I closely track job prospects in radiology because of the similarity of the field to pathology. Two years ago, I posted a note about the declining job prospects in radiology (see: Radiology Jobs Trend Downward; Blame Technology and Reimbursement). A recent article provides more evidence about this decline (see: Job Prospects Are Dimming for Radiology Trainees). Below is an excerpt from it:
For years, medical students who chose a residency in radiology were said to be on the ROAD to happiness. The acronym highlighted the specialties — radiology, ophthalmology, anesthesiology and dermatology — said to promise the best lifestyle for doctors, including the most money for the least grueling work....Recent radiology graduates with huge medical school debts are having trouble finding work, let alone the $400,000-and-up dream jobs that beckoned as they signed on for five to seven years of relatively low-paid labor as trainees....At St. Barnabas Hospital in the Bronx, a dozen radiologists in training....are suddenly stranded on an expensive road to nowhere. All received termination notices recently because their hospital is ending their residency program next year as part of a plan to replace its radiologists with a teleradiology company that reads diagnostic images remotely....

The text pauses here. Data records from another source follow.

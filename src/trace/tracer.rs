// Path tracer - walks a flow through ingress, route, policy, NAT and egress
// on each device until it is delivered or blocked

use super::{AnalyzeOptions, PathStep, StepKind};
use crate::error::{AnalyzerError, AnalyzerResult};
use crate::flow::Flow;
use crate::policy::PolicyAction;
use crate::result::{AnalysisResult, BlockReason, BlockedBy, Outcome, assemble};
use crate::routes::RouteTarget;
use crate::topology::{Device, DeviceInventory, TopologyProvider};

/// What happened to the flow on one device.
enum HopOutcome {
    Delivered,
    Blocked(BlockedBy),
    /// Continue on `device` with the flow as it leaves this hop
    Forward { device: String, flow: Flow },
}

pub struct PathTracer<'a, P: ?Sized, I: ?Sized> {
    provider: &'a P,
    inventory: &'a I,
    options: &'a AnalyzeOptions,
}

impl<'a, P, I> PathTracer<'a, P, I>
where
    P: TopologyProvider + ?Sized,
    I: DeviceInventory + ?Sized,
{
    pub fn new(provider: &'a P, inventory: &'a I, options: &'a AnalyzeOptions) -> Self {
        PathTracer {
            provider,
            inventory,
            options,
        }
    }

    /// Trace `flow` from `start_device` until it is delivered or blocked.
    ///
    /// The time budget in the options starts counting here; deadline and
    /// cancellation are checked before every device pass. When the hop limit
    /// is reached the trace ends with a blocked `ingress` step on the device
    /// that would have been entered next, with reason `loop-detected`.
    pub fn analyze(&self, start_device: &str, flow: &Flow) -> AnalyzerResult<AnalysisResult> {
        if self.options.max_hops == 0 {
            return Err(AnalyzerError::InvalidArgument(
                "max_hops must be at least 1".to_string(),
            ));
        }

        tracing::debug!("Tracing {} from device {}", flow, start_device);

        let mut path: Vec<PathStep> = Vec::new();
        let mut device_id = start_device.to_string();
        let mut current = *flow;
        let mut hops = 0;
        let deadline = self.options.start_deadline();

        let outcome = loop {
            deadline.check(hops)?;

            if hops == self.options.max_hops {
                tracing::debug!(
                    "Hop limit {} reached before re-entering {}",
                    self.options.max_hops,
                    device_id
                );
                path.push(PathStep::blocked(
                    StepKind::Ingress,
                    &device_id,
                    "Loop detected".to_string(),
                    format!(
                        "hop limit of {} device(s) exceeded before entering {}",
                        self.options.max_hops, device_id
                    ),
                ));
                break Outcome::Blocked(BlockedBy::without_policy(
                    &device_id,
                    BlockReason::LoopDetected,
                ));
            }
            hops += 1;

            let device = self.provider.load_device(&device_id)?;
            match self.traverse(device, &current, &mut path)? {
                HopOutcome::Delivered => break Outcome::Delivered,
                HopOutcome::Blocked(by) => break Outcome::Blocked(by),
                HopOutcome::Forward { device, flow } => {
                    device_id = device;
                    current = flow;
                }
            }
        };

        let result = assemble(flow, path, outcome)?;
        tracing::debug!(
            "{} => {} after {} device(s)",
            flow,
            result.verdict,
            result.devices.len()
        );
        Ok(result)
    }

    /// One device pass. Steps are appended to `path` as they happen.
    fn traverse(
        &self,
        device: &Device,
        flow: &Flow,
        path: &mut Vec<PathStep>,
    ) -> AnalyzerResult<HopOutcome> {
        let id = device.id();

        // Ingress
        let src_zone = device.classify_zone(flow.src_ip());
        let arrival = match device.interface_for_zone(&src_zone) {
            Some(iface) => format!(" on {}", iface.name),
            None => String::new(),
        };
        record(
            path,
            PathStep::success(
                StepKind::Ingress,
                id,
                format!("Ingress on {}", id),
                format!("source {} in zone {}{}", flow.src_ip(), src_zone, arrival),
            ),
        );

        // Route
        let route = match device.resolve_route(flow.dst_ip()) {
            Ok(route) => route,
            Err(no_route) => {
                record(
                    path,
                    PathStep::blocked(
                        StepKind::Route,
                        id,
                        "No route to destination".to_string(),
                        format!("{}: unroutable", no_route),
                    ),
                );
                return Ok(HopOutcome::Blocked(BlockedBy::without_policy(
                    id,
                    BlockReason::Unroutable,
                )));
            }
        };
        let target = &route.entry.target;
        record(
            path,
            PathStep::success(
                StepKind::Route,
                id,
                "Route lookup".to_string(),
                format!("{} matched {} -> {}", flow.dst_ip(), route.matched_cidr(), target),
            ),
        );

        // Policy
        let dst_zone = device.classify_zone(flow.dst_ip());
        let rule = match device.match_policy(flow, &src_zone, &dst_zone) {
            Some(rule) => rule,
            None => {
                record(
                    path,
                    PathStep::blocked(
                        StepKind::Policy,
                        id,
                        "Implicit deny".to_string(),
                        format!("no policy matches {} -> {}", src_zone, dst_zone),
                    ),
                );
                return Ok(HopOutcome::Blocked(BlockedBy::implicit_deny(id)));
            }
        };
        if rule.action == PolicyAction::Deny {
            record(
                path,
                PathStep::blocked(
                    StepKind::Policy,
                    id,
                    format!("Denied by policy {}", rule.label()),
                    rule.summary(),
                ),
            );
            return Ok(HopOutcome::Blocked(BlockedBy::policy(rule)));
        }
        record(
            path,
            PathStep::success(
                StepKind::Policy,
                id,
                format!("Allowed by policy {}", rule.label()),
                rule.summary(),
            ),
        );

        // NAT
        let egress = match target.egress_interface() {
            Some(name) => Some(device.interface(name).ok_or_else(|| {
                AnalyzerError::UnknownInterface {
                    device_id: id.to_string(),
                    interface: name.to_string(),
                }
            })?),
            None => None,
        };
        let mut leaving = *flow;
        if rule.nat {
            let zones = device.zones();
            let external_facing = zones.is_external_facing(&dst_zone)
                || egress.is_some_and(|iface| zones.get(&iface.zone).is_some_and(|z| z.external));
            match egress {
                Some(iface) if external_facing => {
                    let translated = iface.address.addr();
                    record(
                        path,
                        PathStep::success(
                            StepKind::Nat,
                            id,
                            "Source NAT".to_string(),
                            format!("{} -> {} ({})", flow.src_ip(), translated, iface.name),
                        ),
                    );
                    leaving = flow.with_source(translated);
                }
                None if external_facing => {
                    tracing::warn!(
                        "Policy {} on {} requests NAT but the route names no egress interface",
                        rule.label(),
                        id
                    );
                }
                _ => {}
            }
        }

        // Egress
        match target {
            RouteTarget::Interface { .. } => {
                let Some(iface) = egress else {
                    return Err(AnalyzerError::InternalInvariant(format!(
                        "interface route on {} without egress interface",
                        id
                    )));
                };
                if device.reaches(iface, &dst_zone) {
                    record(
                        path,
                        PathStep::success(
                            StepKind::Egress,
                            id,
                            format!("Egress via {}", iface.name),
                            format!("delivered to {} in zone {}", flow.dst_ip(), dst_zone),
                        ),
                    );
                    Ok(HopOutcome::Delivered)
                } else {
                    record(
                        path,
                        PathStep::blocked(
                            StepKind::Egress,
                            id,
                            format!("Destination unreachable via {}", iface.name),
                            format!(
                                "{} is in zone {}, interface {} faces zone {}",
                                flow.dst_ip(),
                                dst_zone,
                                iface.name,
                                iface.zone
                            ),
                        ),
                    );
                    Ok(HopOutcome::Blocked(BlockedBy::without_policy(
                        id,
                        BlockReason::Unreachable,
                    )))
                }
            }
            RouteTarget::Device { target: label, .. } => {
                let next = self.inventory.resolve_next_device(id, label)?;
                let via = match egress {
                    Some(iface) => format!(" via {}", iface.name),
                    None => String::new(),
                };
                record(
                    path,
                    PathStep::success(
                        StepKind::Egress,
                        id,
                        format!("Forward to {}", next),
                        format!("next hop device {}{}", next, via),
                    ),
                );
                Ok(HopOutcome::Forward {
                    device: next,
                    flow: leaving,
                })
            }
        }
    }
}

fn record(path: &mut Vec<PathStep>, step: PathStep) {
    tracing::debug!(
        "[{}] {} {:?}: {} ({})",
        step.device_id,
        step.step,
        step.status,
        step.action,
        step.detail
    );
    path.push(step);
}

Few specialties have been immune to the same factors depressing radiology: deep Medicare cuts, cut-rate competition driven by technology, doubts about the health value of many tests and procedures and new measures to tilt public money to primary care....Starting in the 1980s, the advent of technology like M.R.I.’s and CT scans, combined with a fee-for-service system, created ballooning demand for imaging and drove the compensation of radiologists to unsustainable heights, he said....By 2001, with the supply of radiologists limited by a 1997 Congressional cap on all Medicare-supported residencies, nighttime demand was unmanageable for smaller emergency rooms. So-called nighthawk radiology services began pooling the diagnostic imaging loads of several hospitals and transmitting them electronically to American radiologists stationed overseas or working from home.... Now the nighthawk companies, staffed by recent radiology graduates, are competing for the daytime work, too....
Medicare payments, which, besides their pay, is supposed to cover malpractice insurance and education in the program....But the hospital will not release the money to other programs where the radiology residents could complete their training, [a] hospital spokesman said, because it plans to use the money to expand primary-care residencies. That decision could be seen as a small victory for national policies intended to bolster primary care. But to many St. Barnabas residents, it mainly shows that the system of graduate medical education is broken....”St. Barnabas, a 461-bed community hospital that lost $10 million last year and pays its chief executive nearly $1 million annually, now contracts with a traditional group practice of 18 radiologists to be its radiology department....
In desperation to find a new traineeship... a fourth-year resident, offered to work without pay. He said hospitals told him that it would be unethical to accept free labor, or that training him would still be too costly without additional money for malpractice insurance and benefits. One hospital, McLaren Macomb, in suburban Detroit, instead offered several residents slots in its “unfunded program,” in which most radiology residents essentially pay for their own positions through donations, typically from a spouse or parents: $65,000 a year to cover a $42,000 salary and $2,000 for expenses.
There are so many juicy issues raised in this story and I hardly know where to begin. For this note, I will restrict myself to teasing out only the following major points that I hope to discuss in more detail in later posts.
- Radiology has historically been viewed as a highly desirable field for recent graduates because of good hours and attractive compensation.
- After the boom years fueled by the emergence of new imaging modalities, radiology is now contacting due to cost-cutting by insurance companies and the federal government.
- Radiologists are also becoming more efficient individually due to the deployment of RISs/PACSs.
- Many saw their net worth declining in recent years and are also postponing retirement, diminishing the availability of open hospital slots.
- As a cost-saving measure, hospital CEOs are dismissing their local radiology groups and outsourcing both night and day work to outside teleradiology ("nighthawk") groups.
- With no radiologists on-site to train radiology residents, a group of them have been dismissed by St. Barnabas Hospital in the Bronx.
- Medicare money, earmarked to resident training, is diverted by St. Barnabas executives to primary care specialities, leaving the radiology residents in the hospital adrift.
- Other hospitals are offering "unfunded" radiology training programs where the young physicians are being asked to pay for their post-graduate training. This is on top of their medical school debts and without rosy prospects for subsequent employment as fully trained radiologists.
- The situation in radiology training will self-correct (i.e, new medical school graduates will know to avoid the field) but there are large numbers of them still in the training pipeline.